*** Exercise material Section Begins ***
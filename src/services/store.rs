use chrono::{DateTime, Utc};
use serde::{Deserialize, Serialize};
use serde_json::Value;
use std::collections::HashMap;
use std::fs::{self, OpenOptions};
use std::io::{BufRead, BufReader, Write};
use std::path::{Path, PathBuf};
use uuid::Uuid;

use crate::error::StoreError;
use crate::kernel::event::Turn;
use crate::kernel::intake::IntakeRecord;

/// Mentor-facing summary the assistant embedded in its reply.
#[derive(Debug, Clone, PartialEq, Serialize, Deserialize)]
pub struct MentorReport {
    pub submission_id: String,
    /// Parsed body, stored verbatim.
    pub report: Value,
    pub raw_text: String,
}

/// Persisted view of one conversation.
#[derive(Debug, Clone, PartialEq, Serialize, Deserialize)]
pub struct ConversationRecord {
    pub id: Uuid,
    pub submission_id: Option<String>,
    pub title: String,
    pub intake: Option<IntakeRecord>,
    pub intake_confirmed: bool,
    pub messages: Vec<Turn>,
    pub created_at: DateTime<Utc>,
    pub updated_at: DateTime<Utc>,
    pub last_message_at: Option<DateTime<Utc>>,
}

impl ConversationRecord {
    pub fn new(id: Uuid, title: &str, submission_id: Option<String>) -> Self {
        let now = Utc::now();
        Self {
            id,
            submission_id,
            title: title.to_string(),
            intake: None,
            intake_confirmed: false,
            messages: Vec::new(),
            created_at: now,
            updated_at: now,
            last_message_at: None,
        }
    }
}

/// Trait for the conversation store. Best-effort mirror of the live session.
pub trait ConversationStore {
    fn create(&mut self, record: ConversationRecord) -> Result<(), StoreError>;
    fn add_message(&mut self, conversation_id: Uuid, turn: &Turn) -> Result<(), StoreError>;
    fn save_intake(&mut self, conversation_id: Uuid, intake: &IntakeRecord) -> Result<(), StoreError>;
    fn update_title(&mut self, conversation_id: Uuid, title: &str) -> Result<(), StoreError>;
    fn load(&self, conversation_id: Uuid) -> Result<ConversationRecord, StoreError>;
    /// Most recently updated first.
    fn list(&self) -> Result<Vec<ConversationRecord>, StoreError>;
    fn delete(&mut self, conversation_id: Uuid) -> Result<(), StoreError>;
}

/// Trait for the mentor-report store. Inserts are fire-and-forget for callers.
pub trait MentorReportStore {
    fn insert(&mut self, report: MentorReport) -> Result<(), StoreError>;
    fn all(&self) -> Result<Vec<MentorReport>, StoreError>;
}

/// In-memory implementation of the Conversation Store.
#[derive(Debug, Default)]
pub struct InMemoryConversationStore {
    records: HashMap<Uuid, ConversationRecord>,
}

impl InMemoryConversationStore {
    pub fn new() -> Self {
        Self::default()
    }

    fn get_mut(&mut self, id: Uuid) -> Result<&mut ConversationRecord, StoreError> {
        self.records
            .get_mut(&id)
            .ok_or_else(|| StoreError::NotFound(id.to_string()))
    }
}

impl ConversationStore for InMemoryConversationStore {
    fn create(&mut self, record: ConversationRecord) -> Result<(), StoreError> {
        self.records.insert(record.id, record);
        Ok(())
    }

    fn add_message(&mut self, conversation_id: Uuid, turn: &Turn) -> Result<(), StoreError> {
        let record = self.get_mut(conversation_id)?;
        record.messages.push(turn.clone());
        let now = Utc::now();
        record.updated_at = now;
        record.last_message_at = Some(now);
        Ok(())
    }

    fn save_intake(&mut self, conversation_id: Uuid, intake: &IntakeRecord) -> Result<(), StoreError> {
        let record = self.get_mut(conversation_id)?;
        record.intake = Some(intake.clone());
        record.intake_confirmed = true;
        record.updated_at = Utc::now();
        Ok(())
    }

    fn update_title(&mut self, conversation_id: Uuid, title: &str) -> Result<(), StoreError> {
        let record = self.get_mut(conversation_id)?;
        record.title = title.to_string();
        record.updated_at = Utc::now();
        Ok(())
    }

    fn load(&self, conversation_id: Uuid) -> Result<ConversationRecord, StoreError> {
        self.records
            .get(&conversation_id)
            .cloned()
            .ok_or_else(|| StoreError::NotFound(conversation_id.to_string()))
    }

    fn list(&self) -> Result<Vec<ConversationRecord>, StoreError> {
        let mut all: Vec<_> = self.records.values().cloned().collect();
        all.sort_by(|a, b| b.updated_at.cmp(&a.updated_at));
        Ok(all)
    }

    fn delete(&mut self, conversation_id: Uuid) -> Result<(), StoreError> {
        self.records
            .remove(&conversation_id)
            .map(|_| ())
            .ok_or_else(|| StoreError::NotFound(conversation_id.to_string()))
    }
}

/// File-based Conversation Store. The whole snapshot is rewritten as JSON
/// after every mutation.
pub struct FileConversationStore {
    path: PathBuf,
    inner: InMemoryConversationStore,
}

impl FileConversationStore {
    /// Opens the store, loading the snapshot if the file exists.
    pub fn open(path: PathBuf) -> Result<Self, StoreError> {
        let mut store = Self {
            path,
            inner: InMemoryConversationStore::new(),
        };
        store.load_snapshot()?;
        Ok(store)
    }

    fn load_snapshot(&mut self) -> Result<(), StoreError> {
        if !self.path.exists() {
            return Ok(());
        }
        let content = fs::read_to_string(&self.path)?;
        let records: Vec<ConversationRecord> = serde_json::from_str(&content)?;
        self.inner.records = records.into_iter().map(|r| (r.id, r)).collect();
        Ok(())
    }

    fn save(&self) -> Result<(), StoreError> {
        let records = self.inner.list()?;
        let json = serde_json::to_string_pretty(&records)?;
        if let Some(parent) = self.path.parent() {
            fs::create_dir_all(parent)?;
        }
        fs::write(&self.path, json)?;
        Ok(())
    }
}

impl ConversationStore for FileConversationStore {
    fn create(&mut self, record: ConversationRecord) -> Result<(), StoreError> {
        self.inner.create(record)?;
        self.save()
    }

    fn add_message(&mut self, conversation_id: Uuid, turn: &Turn) -> Result<(), StoreError> {
        self.inner.add_message(conversation_id, turn)?;
        self.save()
    }

    fn save_intake(&mut self, conversation_id: Uuid, intake: &IntakeRecord) -> Result<(), StoreError> {
        self.inner.save_intake(conversation_id, intake)?;
        self.save()
    }

    fn update_title(&mut self, conversation_id: Uuid, title: &str) -> Result<(), StoreError> {
        self.inner.update_title(conversation_id, title)?;
        self.save()
    }

    fn load(&self, conversation_id: Uuid) -> Result<ConversationRecord, StoreError> {
        self.inner.load(conversation_id)
    }

    fn list(&self) -> Result<Vec<ConversationRecord>, StoreError> {
        self.inner.list()
    }

    fn delete(&mut self, conversation_id: Uuid) -> Result<(), StoreError> {
        self.inner.delete(conversation_id)?;
        self.save()
    }
}

#[derive(Debug, Default)]
pub struct InMemoryMentorReportStore {
    reports: Vec<MentorReport>,
}

impl InMemoryMentorReportStore {
    pub fn new() -> Self {
        Self::default()
    }
}

impl MentorReportStore for InMemoryMentorReportStore {
    fn insert(&mut self, report: MentorReport) -> Result<(), StoreError> {
        self.reports.push(report);
        Ok(())
    }

    fn all(&self) -> Result<Vec<MentorReport>, StoreError> {
        Ok(self.reports.clone())
    }
}

/// Append-only JSON-lines file of mentor reports.
pub struct FileMentorReportStore {
    path: PathBuf,
}

impl FileMentorReportStore {
    pub fn new(path: PathBuf) -> Self {
        Self { path }
    }
}

impl MentorReportStore for FileMentorReportStore {
    fn insert(&mut self, report: MentorReport) -> Result<(), StoreError> {
        if let Some(parent) = self.path.parent() {
            fs::create_dir_all(parent)?;
        }
        let line = serde_json::to_string(&report)?;
        let mut file = OpenOptions::new().create(true).append(true).open(&self.path)?;
        writeln!(file, "{}", line)?;
        Ok(())
    }

    fn all(&self) -> Result<Vec<MentorReport>, StoreError> {
        if !self.path.exists() {
            return Ok(Vec::new());
        }
        let reader = BufReader::new(fs::File::open(&self.path)?);
        let mut reports = Vec::new();
        for line in reader.lines() {
            let line = line?;
            if line.trim().is_empty() {
                continue;
            }
            reports.push(serde_json::from_str(&line)?);
        }
        Ok(reports)
    }
}

/// Reads the student's progress entries, a JSON array. A missing file means
/// no entries yet.
pub fn load_progress_entries(path: &Path) -> Result<Vec<Value>, StoreError> {
    if !path.exists() {
        return Ok(Vec::new());
    }
    let content = fs::read_to_string(path)?;
    Ok(serde_json::from_str(&content)?)
}
use serde::Serialize;

use super::event::{Role, Turn, TurnId, TurnKind};
use super::file_ops::FileOpsBatch;
use super::gate::OpsLogEntry;
use super::guard::REFUSAL_TEXT;
use super::intake::IntakeRecord;
use super::state::StateDelta;
use crate::error::UserNotice;
use crate::services::store::MentorReport;

pub const GREETING_TEXT: &str = "You are talking to a project-skill tutor. My role: teach, guide, and evaluate your project work; I will NOT write code for you.

Before I create milestones or give guidance, provide all of these inputs (I will NOT proceed until confirmed):
- Project idea (one-line description)
- Tech stack / language (primary)
- Skill level (beginner / intermediate / advanced)
- Timeline (weeks or target date)

Please provide the four fields in one message in this format:
Project idea: ...
Tech stack: ...
Skill level: ...
Timeline: ...

After you provide and confirm these, I will propose a numbered sequence of milestones. I will not produce runnable code. I will only explain concepts, ask guiding questions, and produce verifiable milestone plans.";

pub const FORMAT_REMINDER_TEXT: &str = "Please provide the required intake fields in this exact format:
Project idea: ...
Tech stack: ...
Skill level: ...
Timeline: ...

Or confirm the parsed intake with 'yes'/'no'.";

pub const INTAKE_CONFIRMED_TEXT: &str =
    "Intake confirmed. Tell me which milestone you'd like to start with, or ask me to create the full milestone sequence.";

pub const INTAKE_REENTRY_TEXT: &str = "Okay, please re-enter the intake fields in the required format.";

/// One role/content pair of the history sent to the model.
#[derive(Debug, Clone, PartialEq, Eq, Serialize)]
pub struct ChatMessage {
    pub role: Role,
    pub content: String,
}

impl From<&Turn> for ChatMessage {
    fn from(turn: &Turn) -> Self {
        Self {
            role: turn.role,
            content: turn.content.clone(),
        }
    }
}

/// Work the kernel asks the driver to perform. The kernel never does I/O.
#[derive(Debug, Clone)]
pub enum SideEffect {
    /// Mirror a closed turn to the conversation store.
    PersistTurn(Turn),
    PersistIntake(IntakeRecord),
    /// Open the model stream with this history.
    RequestCompletion(Vec<ChatMessage>),
    /// Text just appended to the open assistant turn.
    ShowDelta { id: TurnId, text: String },
    /// Show the full pending batch to the human and wait for a decision.
    ReviewFileOps(FileOpsBatch),
    PersistMentorReport(MentorReport),
    /// Outcome of a confirmed batch, for display and export handling.
    FileOpsApplied(OpsLogEntry),
    Notify(UserNotice),
}

/// Canned assistant replies that never involve the model.
#[derive(Debug, Clone, PartialEq, Eq)]
pub enum Reply {
    Greeting,
    Refusal,
    ConfirmIntake(IntakeRecord),
    IntakeConfirmed,
    IntakeReentry,
    FormatReminder,
}

impl Reply {
    pub fn kind(&self) -> TurnKind {
        match self {
            Reply::Refusal => TurnKind::Warning,
            Reply::ConfirmIntake(_) | Reply::FormatReminder => TurnKind::Question,
            Reply::Greeting | Reply::IntakeConfirmed | Reply::IntakeReentry => TurnKind::Explanation,
        }
    }

    pub fn text(&self) -> String {
        match self {
            Reply::Greeting => GREETING_TEXT.to_string(),
            Reply::Refusal => REFUSAL_TEXT.to_string(),
            Reply::ConfirmIntake(record) => format!(
                "I parsed your intake as:\n{}\n\nPlease reply with **yes** to confirm or **no** to re-enter the details.",
                record.summary()
            ),
            Reply::IntakeConfirmed => INTAKE_CONFIRMED_TEXT.to_string(),
            Reply::IntakeReentry => INTAKE_REENTRY_TEXT.to_string(),
            Reply::FormatReminder => FORMAT_REMINDER_TEXT.to_string(),
        }
    }
}

pub struct Scheduler;

impl Scheduler {
    /// Pure Projection: Reply -> (StateDelta, SideEffect)
    pub fn reply(&self, reply: Reply) -> (StateDelta, SideEffect) {
        let turn = Turn::assistant(&reply.text(), reply.kind());
        (StateDelta::TurnAppended(turn.clone()), SideEffect::PersistTurn(turn))
    }

    /// A user turn is appended and mirrored the same way in every phase.
    pub fn user_turn(&self, text: &str) -> (StateDelta, SideEffect) {
        let turn = Turn::user(text);
        (StateDelta::TurnAppended(turn.clone()), SideEffect::PersistTurn(turn))
    }
}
*** Exercise material Section Ends ***
▸ What you will do:
Count how many lines in the data above hold "PartialEq", and give that number by itself.

▸ Your response:
4